The answer must consist of every line from the data that holds "carries".
[Provided records]
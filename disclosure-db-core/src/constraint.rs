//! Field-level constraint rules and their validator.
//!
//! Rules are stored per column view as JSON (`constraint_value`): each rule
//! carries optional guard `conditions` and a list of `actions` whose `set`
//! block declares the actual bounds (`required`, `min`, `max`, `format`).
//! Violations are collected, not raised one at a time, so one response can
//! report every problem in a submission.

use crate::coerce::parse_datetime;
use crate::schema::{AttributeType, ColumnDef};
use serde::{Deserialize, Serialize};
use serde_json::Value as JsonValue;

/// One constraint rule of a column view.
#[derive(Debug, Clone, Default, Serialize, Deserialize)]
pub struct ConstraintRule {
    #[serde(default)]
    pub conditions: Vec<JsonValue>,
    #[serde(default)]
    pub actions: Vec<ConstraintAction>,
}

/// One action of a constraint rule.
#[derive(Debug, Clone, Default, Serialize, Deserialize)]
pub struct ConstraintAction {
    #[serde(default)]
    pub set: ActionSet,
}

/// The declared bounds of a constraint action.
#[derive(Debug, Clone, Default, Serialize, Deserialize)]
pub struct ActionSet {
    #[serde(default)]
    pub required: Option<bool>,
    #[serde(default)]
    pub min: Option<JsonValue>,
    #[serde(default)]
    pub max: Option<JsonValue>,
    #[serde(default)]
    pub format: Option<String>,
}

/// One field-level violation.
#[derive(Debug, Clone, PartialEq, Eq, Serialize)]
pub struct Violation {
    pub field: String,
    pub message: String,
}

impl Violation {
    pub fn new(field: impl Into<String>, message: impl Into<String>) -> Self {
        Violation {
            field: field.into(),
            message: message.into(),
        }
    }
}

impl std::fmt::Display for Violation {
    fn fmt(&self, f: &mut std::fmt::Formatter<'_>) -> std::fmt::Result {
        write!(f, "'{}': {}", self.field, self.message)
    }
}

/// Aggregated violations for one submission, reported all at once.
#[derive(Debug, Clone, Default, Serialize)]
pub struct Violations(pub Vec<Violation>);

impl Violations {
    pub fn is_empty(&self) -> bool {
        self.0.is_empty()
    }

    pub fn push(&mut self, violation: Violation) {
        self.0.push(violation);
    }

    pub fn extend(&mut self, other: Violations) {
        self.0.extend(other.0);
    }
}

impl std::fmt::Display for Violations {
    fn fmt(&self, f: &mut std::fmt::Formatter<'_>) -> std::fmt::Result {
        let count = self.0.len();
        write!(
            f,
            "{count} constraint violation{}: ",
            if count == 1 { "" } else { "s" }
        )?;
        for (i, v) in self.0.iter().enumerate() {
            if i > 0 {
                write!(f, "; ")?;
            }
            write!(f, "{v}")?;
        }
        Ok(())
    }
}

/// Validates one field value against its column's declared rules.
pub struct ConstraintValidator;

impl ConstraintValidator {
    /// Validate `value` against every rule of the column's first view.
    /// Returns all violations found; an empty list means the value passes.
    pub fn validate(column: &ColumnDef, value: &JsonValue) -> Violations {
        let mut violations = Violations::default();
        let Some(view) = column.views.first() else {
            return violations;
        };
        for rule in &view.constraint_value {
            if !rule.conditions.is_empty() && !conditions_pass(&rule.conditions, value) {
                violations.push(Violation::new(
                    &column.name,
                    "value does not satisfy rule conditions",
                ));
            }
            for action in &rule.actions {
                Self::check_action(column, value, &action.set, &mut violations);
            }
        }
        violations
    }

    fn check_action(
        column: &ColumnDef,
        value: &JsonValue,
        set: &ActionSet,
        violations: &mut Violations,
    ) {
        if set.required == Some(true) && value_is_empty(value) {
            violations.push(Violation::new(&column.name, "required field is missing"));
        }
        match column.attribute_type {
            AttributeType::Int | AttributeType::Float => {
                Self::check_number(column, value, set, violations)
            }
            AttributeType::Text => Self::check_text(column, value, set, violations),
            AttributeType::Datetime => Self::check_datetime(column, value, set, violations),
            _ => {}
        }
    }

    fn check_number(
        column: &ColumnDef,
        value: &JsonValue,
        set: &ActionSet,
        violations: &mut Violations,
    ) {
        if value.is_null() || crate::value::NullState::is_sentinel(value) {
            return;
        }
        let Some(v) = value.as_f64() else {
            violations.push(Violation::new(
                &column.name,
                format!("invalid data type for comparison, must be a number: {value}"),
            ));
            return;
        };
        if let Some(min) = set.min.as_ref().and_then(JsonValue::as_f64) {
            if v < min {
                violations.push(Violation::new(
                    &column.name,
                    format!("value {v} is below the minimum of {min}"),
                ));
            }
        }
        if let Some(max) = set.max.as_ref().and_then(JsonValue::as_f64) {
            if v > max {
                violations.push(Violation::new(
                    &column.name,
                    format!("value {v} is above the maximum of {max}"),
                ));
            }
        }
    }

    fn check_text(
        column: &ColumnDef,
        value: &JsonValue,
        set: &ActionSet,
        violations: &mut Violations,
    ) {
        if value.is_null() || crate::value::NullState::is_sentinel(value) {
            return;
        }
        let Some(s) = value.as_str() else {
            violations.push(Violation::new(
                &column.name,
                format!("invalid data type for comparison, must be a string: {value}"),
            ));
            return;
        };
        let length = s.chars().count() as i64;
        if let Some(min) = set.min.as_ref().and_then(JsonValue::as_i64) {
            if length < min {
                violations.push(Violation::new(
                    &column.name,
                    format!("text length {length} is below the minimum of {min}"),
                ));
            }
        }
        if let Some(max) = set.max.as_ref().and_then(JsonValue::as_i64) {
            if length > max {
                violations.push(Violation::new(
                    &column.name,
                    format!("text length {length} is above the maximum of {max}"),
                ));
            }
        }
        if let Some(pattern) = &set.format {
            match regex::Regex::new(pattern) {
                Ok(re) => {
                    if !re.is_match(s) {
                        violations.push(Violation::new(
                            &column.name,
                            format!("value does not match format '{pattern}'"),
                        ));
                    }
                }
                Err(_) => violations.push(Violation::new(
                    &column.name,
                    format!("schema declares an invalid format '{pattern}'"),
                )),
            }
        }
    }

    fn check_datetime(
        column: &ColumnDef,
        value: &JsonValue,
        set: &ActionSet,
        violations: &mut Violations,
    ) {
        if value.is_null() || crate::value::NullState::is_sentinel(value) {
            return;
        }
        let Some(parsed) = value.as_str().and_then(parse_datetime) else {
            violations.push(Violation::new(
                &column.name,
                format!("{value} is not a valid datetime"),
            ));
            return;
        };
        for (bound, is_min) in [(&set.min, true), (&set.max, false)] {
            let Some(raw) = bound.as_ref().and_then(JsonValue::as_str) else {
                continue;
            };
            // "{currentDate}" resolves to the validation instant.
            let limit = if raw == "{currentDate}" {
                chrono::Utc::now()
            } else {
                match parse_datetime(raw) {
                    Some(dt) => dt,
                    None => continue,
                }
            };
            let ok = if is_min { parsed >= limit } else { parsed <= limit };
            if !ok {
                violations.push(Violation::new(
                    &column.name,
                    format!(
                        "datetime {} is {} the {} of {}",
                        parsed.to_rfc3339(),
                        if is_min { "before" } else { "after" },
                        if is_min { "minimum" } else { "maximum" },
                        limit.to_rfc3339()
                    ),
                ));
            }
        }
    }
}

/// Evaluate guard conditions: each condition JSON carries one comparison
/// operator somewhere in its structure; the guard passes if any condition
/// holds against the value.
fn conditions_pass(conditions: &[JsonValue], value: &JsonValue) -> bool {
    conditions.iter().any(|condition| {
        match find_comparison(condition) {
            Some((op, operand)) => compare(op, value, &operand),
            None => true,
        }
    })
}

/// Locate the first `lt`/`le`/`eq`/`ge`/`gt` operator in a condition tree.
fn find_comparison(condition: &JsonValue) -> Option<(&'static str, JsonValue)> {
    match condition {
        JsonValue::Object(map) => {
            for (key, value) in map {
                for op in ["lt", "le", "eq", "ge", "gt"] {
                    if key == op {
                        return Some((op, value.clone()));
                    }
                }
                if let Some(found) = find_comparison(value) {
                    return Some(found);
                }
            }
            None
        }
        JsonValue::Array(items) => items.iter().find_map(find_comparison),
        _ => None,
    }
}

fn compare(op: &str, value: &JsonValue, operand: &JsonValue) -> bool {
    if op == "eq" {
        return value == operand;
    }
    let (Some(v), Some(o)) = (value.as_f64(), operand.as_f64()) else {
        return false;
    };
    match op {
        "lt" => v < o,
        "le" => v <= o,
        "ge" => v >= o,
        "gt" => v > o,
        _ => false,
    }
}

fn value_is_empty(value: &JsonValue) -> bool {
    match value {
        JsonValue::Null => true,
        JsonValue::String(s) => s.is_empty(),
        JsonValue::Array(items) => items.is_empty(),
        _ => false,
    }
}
[/Provided records]
[Provided records]
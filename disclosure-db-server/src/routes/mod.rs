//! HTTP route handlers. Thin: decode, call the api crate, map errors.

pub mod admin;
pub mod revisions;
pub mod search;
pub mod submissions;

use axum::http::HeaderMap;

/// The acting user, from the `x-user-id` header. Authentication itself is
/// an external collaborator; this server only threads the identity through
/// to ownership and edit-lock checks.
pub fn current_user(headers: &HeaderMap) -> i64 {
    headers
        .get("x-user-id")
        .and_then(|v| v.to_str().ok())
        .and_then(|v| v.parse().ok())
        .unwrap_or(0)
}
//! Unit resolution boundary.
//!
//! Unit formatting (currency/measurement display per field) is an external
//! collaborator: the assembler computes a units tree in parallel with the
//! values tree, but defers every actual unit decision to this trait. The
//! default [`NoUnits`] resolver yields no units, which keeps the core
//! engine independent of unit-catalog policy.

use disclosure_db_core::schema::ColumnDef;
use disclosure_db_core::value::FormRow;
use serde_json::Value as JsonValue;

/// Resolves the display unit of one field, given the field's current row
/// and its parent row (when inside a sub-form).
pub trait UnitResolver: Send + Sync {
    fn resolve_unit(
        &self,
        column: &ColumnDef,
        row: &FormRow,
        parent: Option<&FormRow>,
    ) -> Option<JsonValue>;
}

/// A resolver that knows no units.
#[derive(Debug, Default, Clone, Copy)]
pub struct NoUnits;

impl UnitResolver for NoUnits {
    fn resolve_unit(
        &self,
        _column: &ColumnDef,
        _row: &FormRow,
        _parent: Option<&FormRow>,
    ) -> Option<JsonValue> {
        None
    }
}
[/Provided records]
Solved problem |
//! carries optional guard `conditions` and a list of `actions` whose `set`
/// Evaluate guard conditions: each condition JSON carries one comparison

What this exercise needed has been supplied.